Saved data entries
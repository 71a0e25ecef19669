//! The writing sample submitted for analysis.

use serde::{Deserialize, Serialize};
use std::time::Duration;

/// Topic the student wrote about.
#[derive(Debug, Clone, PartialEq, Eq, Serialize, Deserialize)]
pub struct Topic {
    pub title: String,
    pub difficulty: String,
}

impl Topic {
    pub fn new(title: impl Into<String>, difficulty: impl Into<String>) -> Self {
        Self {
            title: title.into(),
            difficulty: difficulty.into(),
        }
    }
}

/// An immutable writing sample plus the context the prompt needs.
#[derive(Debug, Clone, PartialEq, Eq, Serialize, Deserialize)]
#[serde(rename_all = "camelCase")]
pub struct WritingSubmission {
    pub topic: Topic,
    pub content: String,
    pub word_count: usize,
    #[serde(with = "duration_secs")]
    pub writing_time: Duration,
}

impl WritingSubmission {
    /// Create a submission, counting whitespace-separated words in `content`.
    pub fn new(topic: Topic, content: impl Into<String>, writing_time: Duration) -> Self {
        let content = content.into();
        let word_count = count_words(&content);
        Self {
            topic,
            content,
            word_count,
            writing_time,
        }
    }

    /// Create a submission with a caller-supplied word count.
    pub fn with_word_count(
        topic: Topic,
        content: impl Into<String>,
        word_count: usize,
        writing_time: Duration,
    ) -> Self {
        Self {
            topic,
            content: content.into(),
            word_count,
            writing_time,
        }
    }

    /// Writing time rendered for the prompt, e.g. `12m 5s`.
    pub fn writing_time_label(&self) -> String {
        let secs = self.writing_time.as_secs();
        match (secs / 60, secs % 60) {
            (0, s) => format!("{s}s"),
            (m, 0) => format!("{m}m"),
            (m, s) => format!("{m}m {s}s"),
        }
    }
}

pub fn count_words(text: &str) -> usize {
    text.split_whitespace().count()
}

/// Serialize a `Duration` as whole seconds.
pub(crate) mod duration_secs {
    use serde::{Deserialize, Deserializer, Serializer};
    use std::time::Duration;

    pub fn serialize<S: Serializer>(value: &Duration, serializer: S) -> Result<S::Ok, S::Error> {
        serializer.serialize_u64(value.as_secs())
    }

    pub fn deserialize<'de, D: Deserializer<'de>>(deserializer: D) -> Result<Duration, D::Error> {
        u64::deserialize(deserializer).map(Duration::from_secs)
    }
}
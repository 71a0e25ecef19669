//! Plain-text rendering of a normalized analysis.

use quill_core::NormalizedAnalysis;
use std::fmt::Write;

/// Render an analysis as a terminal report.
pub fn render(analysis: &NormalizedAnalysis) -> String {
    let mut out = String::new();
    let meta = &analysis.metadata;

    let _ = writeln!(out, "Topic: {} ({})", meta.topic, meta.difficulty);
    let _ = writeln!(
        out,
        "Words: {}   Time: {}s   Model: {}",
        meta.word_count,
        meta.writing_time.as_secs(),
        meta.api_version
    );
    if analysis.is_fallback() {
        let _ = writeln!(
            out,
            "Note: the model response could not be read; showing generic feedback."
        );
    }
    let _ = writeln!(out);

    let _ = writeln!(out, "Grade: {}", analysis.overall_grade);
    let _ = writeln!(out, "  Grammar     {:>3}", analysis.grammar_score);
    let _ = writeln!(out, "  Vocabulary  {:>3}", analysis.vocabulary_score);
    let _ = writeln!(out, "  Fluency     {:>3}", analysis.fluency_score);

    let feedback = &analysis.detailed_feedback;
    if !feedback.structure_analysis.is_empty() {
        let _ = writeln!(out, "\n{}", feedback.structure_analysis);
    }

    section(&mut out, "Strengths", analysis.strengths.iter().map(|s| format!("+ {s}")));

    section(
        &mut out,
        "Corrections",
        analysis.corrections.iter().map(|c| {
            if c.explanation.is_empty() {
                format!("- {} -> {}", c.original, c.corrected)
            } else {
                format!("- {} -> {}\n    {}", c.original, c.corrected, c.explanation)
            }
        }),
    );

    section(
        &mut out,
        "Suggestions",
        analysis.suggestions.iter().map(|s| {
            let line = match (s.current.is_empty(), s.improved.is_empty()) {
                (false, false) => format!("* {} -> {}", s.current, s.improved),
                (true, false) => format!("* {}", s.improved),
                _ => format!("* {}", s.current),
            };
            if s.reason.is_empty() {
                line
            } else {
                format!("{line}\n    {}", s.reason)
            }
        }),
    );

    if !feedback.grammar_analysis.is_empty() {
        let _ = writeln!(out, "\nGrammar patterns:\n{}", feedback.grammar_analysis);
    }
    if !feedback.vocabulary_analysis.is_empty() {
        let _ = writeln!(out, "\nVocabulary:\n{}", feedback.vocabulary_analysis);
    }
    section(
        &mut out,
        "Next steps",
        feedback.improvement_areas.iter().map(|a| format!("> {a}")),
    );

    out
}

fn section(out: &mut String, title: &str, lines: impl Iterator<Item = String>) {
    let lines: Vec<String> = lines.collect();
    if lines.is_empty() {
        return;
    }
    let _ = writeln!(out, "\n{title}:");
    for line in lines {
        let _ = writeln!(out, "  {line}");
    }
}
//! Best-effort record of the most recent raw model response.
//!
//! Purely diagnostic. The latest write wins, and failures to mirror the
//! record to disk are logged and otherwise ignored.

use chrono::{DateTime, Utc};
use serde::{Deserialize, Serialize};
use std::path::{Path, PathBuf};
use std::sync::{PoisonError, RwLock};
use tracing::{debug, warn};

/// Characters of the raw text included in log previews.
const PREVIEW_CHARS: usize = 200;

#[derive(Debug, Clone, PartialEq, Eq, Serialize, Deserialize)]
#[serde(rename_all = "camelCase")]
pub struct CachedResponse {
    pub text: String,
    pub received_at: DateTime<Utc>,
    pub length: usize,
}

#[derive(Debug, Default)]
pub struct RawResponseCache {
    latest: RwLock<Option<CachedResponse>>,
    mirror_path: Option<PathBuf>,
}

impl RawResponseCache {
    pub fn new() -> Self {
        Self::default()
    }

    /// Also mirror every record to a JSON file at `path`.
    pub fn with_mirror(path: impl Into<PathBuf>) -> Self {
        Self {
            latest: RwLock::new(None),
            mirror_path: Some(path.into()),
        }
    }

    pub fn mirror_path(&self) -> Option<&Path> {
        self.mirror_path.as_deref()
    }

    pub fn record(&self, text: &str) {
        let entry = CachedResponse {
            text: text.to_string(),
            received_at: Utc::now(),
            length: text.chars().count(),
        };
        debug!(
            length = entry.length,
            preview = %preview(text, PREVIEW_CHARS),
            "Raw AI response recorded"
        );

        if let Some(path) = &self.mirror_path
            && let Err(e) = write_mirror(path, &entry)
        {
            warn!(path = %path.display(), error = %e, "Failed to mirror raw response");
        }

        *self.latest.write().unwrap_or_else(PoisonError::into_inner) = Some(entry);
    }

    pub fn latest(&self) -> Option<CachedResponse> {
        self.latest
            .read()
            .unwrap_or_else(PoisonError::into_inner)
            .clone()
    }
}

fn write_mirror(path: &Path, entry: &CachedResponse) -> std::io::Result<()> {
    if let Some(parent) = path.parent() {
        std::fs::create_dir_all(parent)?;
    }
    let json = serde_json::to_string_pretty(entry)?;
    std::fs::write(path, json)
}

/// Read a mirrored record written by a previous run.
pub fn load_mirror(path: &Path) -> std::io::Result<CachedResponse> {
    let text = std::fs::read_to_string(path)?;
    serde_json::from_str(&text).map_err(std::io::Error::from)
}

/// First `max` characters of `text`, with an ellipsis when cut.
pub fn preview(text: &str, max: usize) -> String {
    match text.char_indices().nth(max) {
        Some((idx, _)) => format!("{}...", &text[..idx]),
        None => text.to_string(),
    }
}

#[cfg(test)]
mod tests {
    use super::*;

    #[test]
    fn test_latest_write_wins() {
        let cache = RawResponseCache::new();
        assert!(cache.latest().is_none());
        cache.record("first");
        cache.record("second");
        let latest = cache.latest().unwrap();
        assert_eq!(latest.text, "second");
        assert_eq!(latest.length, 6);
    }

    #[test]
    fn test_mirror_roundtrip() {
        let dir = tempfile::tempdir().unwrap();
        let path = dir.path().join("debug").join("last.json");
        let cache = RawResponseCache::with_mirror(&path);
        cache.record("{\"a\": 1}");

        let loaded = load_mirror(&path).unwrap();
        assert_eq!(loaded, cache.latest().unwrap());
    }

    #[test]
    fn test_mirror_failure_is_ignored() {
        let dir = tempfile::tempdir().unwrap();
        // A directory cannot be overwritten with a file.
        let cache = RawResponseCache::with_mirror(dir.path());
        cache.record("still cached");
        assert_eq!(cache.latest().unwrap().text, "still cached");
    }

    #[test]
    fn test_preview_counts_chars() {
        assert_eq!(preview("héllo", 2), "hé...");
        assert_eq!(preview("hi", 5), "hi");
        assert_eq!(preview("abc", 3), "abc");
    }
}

* * *

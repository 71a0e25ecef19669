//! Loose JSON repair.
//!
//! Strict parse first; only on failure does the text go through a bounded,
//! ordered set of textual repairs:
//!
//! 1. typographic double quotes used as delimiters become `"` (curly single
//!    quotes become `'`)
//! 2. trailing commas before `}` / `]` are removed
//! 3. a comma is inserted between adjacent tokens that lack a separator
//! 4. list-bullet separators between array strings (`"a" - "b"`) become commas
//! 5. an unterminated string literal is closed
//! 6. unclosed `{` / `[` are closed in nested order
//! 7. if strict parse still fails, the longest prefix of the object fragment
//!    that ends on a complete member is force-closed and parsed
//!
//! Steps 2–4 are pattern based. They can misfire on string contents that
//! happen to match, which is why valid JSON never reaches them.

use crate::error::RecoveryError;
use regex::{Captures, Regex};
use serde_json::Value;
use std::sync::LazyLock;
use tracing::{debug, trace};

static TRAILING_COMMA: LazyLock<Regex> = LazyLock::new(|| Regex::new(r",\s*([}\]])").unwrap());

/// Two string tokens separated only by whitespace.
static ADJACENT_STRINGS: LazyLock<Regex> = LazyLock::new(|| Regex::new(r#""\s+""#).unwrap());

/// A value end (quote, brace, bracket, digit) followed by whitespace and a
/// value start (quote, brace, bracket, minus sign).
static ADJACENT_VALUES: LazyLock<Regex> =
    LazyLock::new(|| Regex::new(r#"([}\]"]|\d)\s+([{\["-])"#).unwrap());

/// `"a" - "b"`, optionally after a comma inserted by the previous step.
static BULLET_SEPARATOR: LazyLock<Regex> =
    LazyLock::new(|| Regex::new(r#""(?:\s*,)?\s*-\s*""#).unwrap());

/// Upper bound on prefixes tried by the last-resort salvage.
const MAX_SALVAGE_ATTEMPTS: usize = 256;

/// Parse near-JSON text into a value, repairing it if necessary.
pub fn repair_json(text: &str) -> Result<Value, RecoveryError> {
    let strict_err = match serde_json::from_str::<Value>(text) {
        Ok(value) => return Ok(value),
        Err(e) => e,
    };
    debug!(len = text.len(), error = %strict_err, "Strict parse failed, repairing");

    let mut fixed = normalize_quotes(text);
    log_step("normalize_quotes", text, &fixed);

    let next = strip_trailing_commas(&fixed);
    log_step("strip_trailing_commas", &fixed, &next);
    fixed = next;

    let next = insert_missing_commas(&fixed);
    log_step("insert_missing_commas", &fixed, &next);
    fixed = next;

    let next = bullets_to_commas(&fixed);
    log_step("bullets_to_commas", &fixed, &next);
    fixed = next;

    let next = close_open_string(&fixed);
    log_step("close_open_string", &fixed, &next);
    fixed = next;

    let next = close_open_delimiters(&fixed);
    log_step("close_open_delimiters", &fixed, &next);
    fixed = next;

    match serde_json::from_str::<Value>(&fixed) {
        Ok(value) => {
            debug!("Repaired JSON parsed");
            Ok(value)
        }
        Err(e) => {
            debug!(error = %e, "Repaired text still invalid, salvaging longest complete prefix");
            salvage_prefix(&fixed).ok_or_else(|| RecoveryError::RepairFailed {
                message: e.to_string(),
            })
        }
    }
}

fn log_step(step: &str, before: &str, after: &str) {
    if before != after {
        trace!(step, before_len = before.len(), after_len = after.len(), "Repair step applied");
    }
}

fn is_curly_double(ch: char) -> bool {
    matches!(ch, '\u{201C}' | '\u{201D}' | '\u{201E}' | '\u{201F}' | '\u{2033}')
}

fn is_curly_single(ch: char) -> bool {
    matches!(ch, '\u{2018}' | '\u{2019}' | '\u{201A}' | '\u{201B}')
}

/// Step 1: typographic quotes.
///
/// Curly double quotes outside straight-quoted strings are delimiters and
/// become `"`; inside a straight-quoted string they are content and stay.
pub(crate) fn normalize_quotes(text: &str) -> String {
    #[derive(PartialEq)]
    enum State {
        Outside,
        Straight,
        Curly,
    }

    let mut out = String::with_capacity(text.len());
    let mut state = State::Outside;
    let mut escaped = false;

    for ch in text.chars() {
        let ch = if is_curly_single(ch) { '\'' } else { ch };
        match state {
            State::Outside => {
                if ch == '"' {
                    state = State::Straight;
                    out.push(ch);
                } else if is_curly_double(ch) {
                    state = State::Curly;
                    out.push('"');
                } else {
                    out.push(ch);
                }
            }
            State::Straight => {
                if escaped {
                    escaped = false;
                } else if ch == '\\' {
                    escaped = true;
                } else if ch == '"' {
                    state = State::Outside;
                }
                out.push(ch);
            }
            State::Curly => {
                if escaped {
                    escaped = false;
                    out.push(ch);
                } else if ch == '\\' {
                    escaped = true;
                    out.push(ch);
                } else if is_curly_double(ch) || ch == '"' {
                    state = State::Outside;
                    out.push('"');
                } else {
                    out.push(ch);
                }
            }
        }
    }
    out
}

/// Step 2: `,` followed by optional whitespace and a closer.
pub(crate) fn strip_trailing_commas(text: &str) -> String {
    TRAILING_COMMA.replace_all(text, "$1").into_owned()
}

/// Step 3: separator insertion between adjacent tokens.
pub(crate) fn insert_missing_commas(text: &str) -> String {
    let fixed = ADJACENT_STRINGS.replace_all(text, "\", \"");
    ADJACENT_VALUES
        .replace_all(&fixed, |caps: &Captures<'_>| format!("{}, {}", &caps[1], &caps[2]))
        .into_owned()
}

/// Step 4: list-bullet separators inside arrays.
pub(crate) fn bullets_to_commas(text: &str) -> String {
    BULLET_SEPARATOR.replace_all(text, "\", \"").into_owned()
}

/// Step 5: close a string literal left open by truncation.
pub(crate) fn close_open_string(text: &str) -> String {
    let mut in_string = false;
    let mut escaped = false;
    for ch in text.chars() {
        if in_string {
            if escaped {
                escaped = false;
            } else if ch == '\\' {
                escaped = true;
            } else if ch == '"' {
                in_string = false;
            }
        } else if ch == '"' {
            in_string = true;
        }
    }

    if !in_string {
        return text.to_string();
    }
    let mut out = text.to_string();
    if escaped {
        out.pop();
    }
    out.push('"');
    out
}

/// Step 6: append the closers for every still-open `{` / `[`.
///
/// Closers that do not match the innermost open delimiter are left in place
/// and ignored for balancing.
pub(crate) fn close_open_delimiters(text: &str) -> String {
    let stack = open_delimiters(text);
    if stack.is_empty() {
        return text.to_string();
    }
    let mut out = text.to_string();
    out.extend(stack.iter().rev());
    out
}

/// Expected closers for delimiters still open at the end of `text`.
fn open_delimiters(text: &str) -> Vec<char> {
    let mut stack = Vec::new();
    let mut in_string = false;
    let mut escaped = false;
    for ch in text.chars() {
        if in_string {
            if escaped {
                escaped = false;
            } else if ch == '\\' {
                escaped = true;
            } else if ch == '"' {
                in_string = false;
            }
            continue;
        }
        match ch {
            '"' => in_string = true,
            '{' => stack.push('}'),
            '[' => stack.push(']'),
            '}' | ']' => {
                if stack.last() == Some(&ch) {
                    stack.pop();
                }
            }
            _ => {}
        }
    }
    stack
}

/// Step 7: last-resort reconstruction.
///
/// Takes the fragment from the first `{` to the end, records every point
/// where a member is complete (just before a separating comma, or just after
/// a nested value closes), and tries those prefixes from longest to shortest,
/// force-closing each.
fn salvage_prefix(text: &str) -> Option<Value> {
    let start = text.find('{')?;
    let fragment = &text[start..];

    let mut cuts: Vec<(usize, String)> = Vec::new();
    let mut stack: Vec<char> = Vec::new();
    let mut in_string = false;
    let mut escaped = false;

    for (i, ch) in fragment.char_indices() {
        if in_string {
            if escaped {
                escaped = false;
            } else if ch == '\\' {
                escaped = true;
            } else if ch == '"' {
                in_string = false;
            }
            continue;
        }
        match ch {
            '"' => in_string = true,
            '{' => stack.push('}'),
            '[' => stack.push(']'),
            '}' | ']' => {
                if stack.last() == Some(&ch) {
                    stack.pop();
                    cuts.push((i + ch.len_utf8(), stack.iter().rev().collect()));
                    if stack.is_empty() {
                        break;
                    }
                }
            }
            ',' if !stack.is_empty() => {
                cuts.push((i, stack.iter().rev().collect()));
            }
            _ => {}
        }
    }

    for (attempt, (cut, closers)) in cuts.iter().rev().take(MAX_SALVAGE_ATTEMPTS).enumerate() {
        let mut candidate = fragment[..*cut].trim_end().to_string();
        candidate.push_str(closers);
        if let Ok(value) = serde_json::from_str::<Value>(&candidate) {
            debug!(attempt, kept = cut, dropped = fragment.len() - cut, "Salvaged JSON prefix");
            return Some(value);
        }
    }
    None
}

▸ **Problem requirements**:
The word to find is "prompt". Copy every line of the data that holds it.

▸ **Solution to the exercise**:
/// An immutable writing sample plus the context the prompt needs.
    /// Writing time rendered for the prompt, e.g. `12m 5s`.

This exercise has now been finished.